Date November 17, 2006 Hellmut

Charles Krauthammer had an illumination: after thirty years of tyranny Iraqis lack a democratic culture, which supposedly explains the absence of a working government.

If culture were to blame for the Iraq quagmire then that’s something Krauthammer could have considered before he egged on George Bush and Tony Blair to invade Iraq.

In the wake of World War II, it was fashionable in Ivey League circles to argue that Germany and Italy lacked a democratic culture. Of course, if one proclaims Anglo culture democratic culture then non-anglos will have less democratic cultures. That is the nature of a tautology.

Gabriel Almond and Sidney Verba went to Europe looking for civil society and did not like the public square. Just as Matthew Arnold and Bernard-Henri Lévy could not appreciate the United States, Almond and Verba wrote a book validating themselves and their culture rather than exploring foreign cultures in their own right.

Culture is easily misunderstood and difficult to manipulate. It turns out, democracy is no weaker in Germany and Italy than in other countries. I doubt that Iraqi culture is an insuperable obstacle to democracy. Arguably conditions in renaissance Britain were less favorable and yet that is where modern liberalism took hold.

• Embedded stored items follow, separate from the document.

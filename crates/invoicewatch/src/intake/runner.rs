use std::sync::Arc;

use chrono::{NaiveDate, Utc};
use tracing::{debug, error, info, info_span, warn, Instrument};

use crate::analyzer::{Document, DocumentAnalyzer};
use crate::extraction::ExtractionResult;
use crate::sanitize::display_name;
use crate::store::{InvoiceRecord, NewInvoice, Owner, RecordStore, StoreError};

use super::error::IntakeError;
use super::job::BatchJob;
use super::progress::{ProgressEvent, ProgressReporter};
use super::report::{BatchReport, FailureStage, FileFailure, ReportAccumulator, ReportEntry};

type Today = Arc<dyn Fn() -> NaiveDate + Send + Sync>;

/// Analyze, persist, report: the intake flow for single files and batches.
///
/// Files in a batch are processed strictly one after another. A failure on
/// one file never stops the batch.
pub struct IntakePipeline<A, S> {
    analyzer: A,
    store: S,
    owner: Owner,
    currency: String,
    today: Today,
}

impl<A: DocumentAnalyzer, S: RecordStore> IntakePipeline<A, S> {
    pub fn new(analyzer: A, store: S, owner: Owner, currency: impl Into<String>) -> Self {
        Self {
            analyzer,
            store,
            owner,
            currency: currency.into(),
            today: Arc::new(|| Utc::now().date_naive()),
        }
    }

    /// Overrides the date used for missing invoice and due dates.
    pub fn with_today(mut self, today: impl Fn() -> NaiveDate + Send + Sync + 'static) -> Self {
        self.today = Arc::new(today);
        self
    }

    pub fn owner(&self) -> &Owner {
        &self.owner
    }

    pub fn store(&self) -> &S {
        &self.store
    }

    pub fn analyzer(&self) -> &A {
        &self.analyzer
    }

    /// Creates a job for `files` and runs it to completion.
    pub async fn run_documents(
        &self,
        files: Vec<Document>,
        progress: &dyn ProgressReporter,
    ) -> BatchReport {
        let mut job = BatchJob::new(files);
        self.run_batch(&mut job, progress).await
    }

    /// Runs an idle job. An empty selection returns an empty report without
    /// touching the analyzer or the store.
    pub async fn run_batch(&self, job: &mut BatchJob, progress: &dyn ProgressReporter) -> BatchReport {
        let total = job.total();
        if !job.start() {
            debug!(batch_id = %job.id(), "Batch has nothing to process");
            return ReportAccumulator::new().into_report(job.id(), job.status(), total);
        }

        let span = info_span!("batch", batch_id = %job.id(), total);
        self.drive(job, progress).instrument(span).await
    }

    async fn drive(&self, job: &mut BatchJob, progress: &dyn ProgressReporter) -> BatchReport {
        let total = job.total();
        let mut report = ReportAccumulator::new();

        info!("Batch started");
        progress.report(ProgressEvent::Started { total });

        while let Some(document) = job.current() {
            let index = job.current_index() + 1;
            let file_name = display_name(&document.file_name);
            let step = info_span!("file", file = %file_name, index, total);
            self.process_file(document, index, &file_name, &mut report, progress)
                .instrument(step)
                .await;
            job.advance();
        }

        let analyzed = report.len();
        let failed = report.failures().len();
        info!(analyzed, failed, "Batch finished");
        progress.report(ProgressEvent::Finished { analyzed, failed });

        report.into_report(job.id(), job.status(), total)
    }

    async fn process_file(
        &self,
        document: &Document,
        index: usize,
        file_name: &str,
        report: &mut ReportAccumulator,
        progress: &dyn ProgressReporter,
    ) {
        progress.report(ProgressEvent::Analyzing {
            index,
            file_name: file_name.to_string(),
        });

        let raw = match self.analyzer.analyze(document).await {
            Ok(raw) => raw,
            Err(e) => {
                warn!(error = %e, "Analysis failed, skipping file");
                let message = e.to_string();
                progress.report(ProgressEvent::FileFailed {
                    index,
                    file_name: file_name.to_string(),
                    stage: FailureStage::Analyze,
                    error: message.clone(),
                });
                report.record_failure(FileFailure {
                    file_name: file_name.to_string(),
                    stage: FailureStage::Analyze,
                    message,
                });
                return;
            }
        };

        let extraction = ExtractionResult::from_raw(&raw, (self.today)());

        progress.report(ProgressEvent::Saving {
            index,
            file_name: file_name.to_string(),
        });

        let entry = match self.save(extraction.clone(), file_name).await {
            Ok(record) => {
                debug!(record_id = %record.id, risk = %record.risk_level, "Record saved");
                ReportEntry::from_record(&record, file_name)
            }
            Err(e) => {
                error!(error = %e, "Saving failed, keeping unsaved entry");
                report.record_failure(FileFailure {
                    file_name: file_name.to_string(),
                    stage: FailureStage::Store,
                    message: e.to_string(),
                });
                ReportEntry::unsaved(&extraction, file_name)
            }
        };

        progress.report(ProgressEvent::FileCompleted {
            index,
            file_name: file_name.to_string(),
            entry_id: entry.id.clone(),
            persisted: entry.persisted,
            risk_level: entry.risk_level,
        });
        report.push(entry);
    }

    async fn save(
        &self,
        extraction: ExtractionResult,
        file_name: &str,
    ) -> Result<InvoiceRecord, StoreError> {
        let invoice = NewInvoice::new(extraction, self.currency.clone()).with_source_file(file_name);
        self.store.create(&self.owner, invoice).await
    }

    /// Single-file flow. Unlike a batch, a save failure is returned to the
    /// caller.
    pub async fn analyze_and_save(&self, document: &Document) -> Result<InvoiceRecord, IntakeError> {
        let file_name = display_name(&document.file_name);
        let span = info_span!("analyze_and_save", file = %file_name);

        async {
            let raw = self
                .analyzer
                .analyze(document)
                .await
                .map_err(|source| IntakeError::Analyze {
                    file_name: file_name.clone(),
                    source,
                })?;

            let extraction = ExtractionResult::from_raw(&raw, (self.today)());
            let record = self
                .save(extraction, &file_name)
                .await
                .map_err(|source| IntakeError::Store {
                    file_name: file_name.clone(),
                    source,
                })?;

            info!(record_id = %record.id, risk = %record.risk_level, "Invoice saved");
            Ok(record)
        }
        .instrument(span)
        .await
    }
}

Speaking of the British renaissance, even though the philosopher is long dead Thomas Hobbes is probably more enlightening regarding conditions in Iraq than Charles Krauthammer. The problem in Iraq is that Iraqis cannot trust each other to respect one another’s security. Hobbes would not look to culture but to institutions. There is no one who can hold the violent accountable. To escape chaos and anarchy, Iraq needs the Leviathan.

Invoking the image of the Biblical monster, Hobbes argued that we can only escape a dog eat dog world if we submit to the sovereign authority of the state. The state would deliver us from anarchy and civil war when it punishes predatory behavior.

According to Hobbes the Leviathan requires the consent of the governed. When Bush and Blair invaded Iraq, they had some support among Kurds and Shiites. The missing piece was Sunni consent. Until Sunnis can feel safe, they will make everyone else unsafe.

That ain’t news either. Historian and Iraq specialist Phebe Marr identified the failure to include Sunnis as a deficiency of American regime change efforts long before the invasion.

The disaster in Iraq is a tragedy because experts predicted it. Blaming Iraqis for the lack of Anglo foresight is cheap. If Krauthammer has the need to find a defective culture then he should reflect on the failure of neo-conservatism to appreciate available information.